### Data for review
// src/data.rs

use crate::model::{Feedback, Question};

/// Submódulo del catálogo estático del módulo de IA
#[derive(Clone, Copy, Debug)]
pub struct SubmoduleMeta {
    pub id: u32,
    pub title: &'static str,
}

/// Catálogo del módulo "Fundamentos de IA". Los ids coinciden con los
/// tutorial_id que devuelve el backend para poder mapear preguntas del
/// quiz final a su submódulo de origen.
pub const SUBMODULES: &[SubmoduleMeta] = &[
    SubmoduleMeta { id: 35363, title: "La IA en el mundo real" },
    SubmoduleMeta { id: 35368, title: "Introducción a la IA" },
    SubmoduleMeta { id: 35373, title: "Taxonomía de la IA" },
    SubmoduleMeta { id: 35378, title: "Flujo de trabajo de IA" },
    SubmoduleMeta { id: 35383, title: "[Historia] Facilitar el trabajo con IA" },
    SubmoduleMeta { id: 35398, title: "Introducción a los datos" },
    SubmoduleMeta { id: 35403, title: "Criterios de datos para IA" },
    SubmoduleMeta { id: 35408, title: "[Historia] ¿Qué hace falta para crear una IA?" },
    SubmoduleMeta { id: 35428, title: "Tipos de Machine Learning" },
    SubmoduleMeta { id: 35793, title: "Infraestructura de datos en la industria" },
];

pub fn submodule_title(id: u32) -> Option<&'static str> {
    SUBMODULES.iter().find(|s| s.id == id).map(|s| s.title)
}

/// Nombre a mostrar: título del catálogo o genérico si el id no consta
pub fn submodule_display_name(id: u32) -> String {
    submodule_title(id)
        .map(|t| t.to_string())
        .unwrap_or_else(|| format!("Submódulo {id}"))
}

/// Carga el banco de preguntas mock desde el JSON embebido. Se usa como
/// fallback cuando el backend no devuelve preguntas para un submódulo.
pub fn read_mock_questions() -> Vec<Question> {
    let file_content = include_str!("data/mock_questions.json");
    serde_json::from_str(file_content).expect("No se pudo parsear el banco de preguntas mock")
}

/// Feedback fijo para resultados calculados en modo mock
pub fn mock_feedback() -> Feedback {
    Feedback {
        summary: "Modo offline: resultado basado en preguntas mock.".to_string(),
        advice: "Vuelve a intentarlo cuando el backend responda para obtener una puntuación oficial.".to_string(),
    }
}

#[cfg(test)]
mod tests {
    use super::*;

    #[test]
    fn mock_bank_has_questions_with_correct_choice() {
        let bank = read_mock_questions();
        assert_eq!(bank.len(), 3);
        for q in &bank {
            assert!(q.correct_choice().is_some());
            assert_eq!(q.choices.len(), 4);
        }
    }

    #[test]
    fn submodule_title_lookup() {
        assert_eq!(submodule_title(35368), Some("Introducción a la IA"));
        assert_eq!(submodule_title(99999), None);
        assert_eq!(submodule_display_name(99999), "Submódulo 99999");
    }
}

### Exercise instructions
Return a copy of each line in the entries that carries the string "trabajo".

### Answer area
    SubmoduleMeta { id: 35378, title: "Flujo de trabajo de IA" },
    SubmoduleMeta { id: 35383, title: "[Historia] Facilitar el trabajo con IA" },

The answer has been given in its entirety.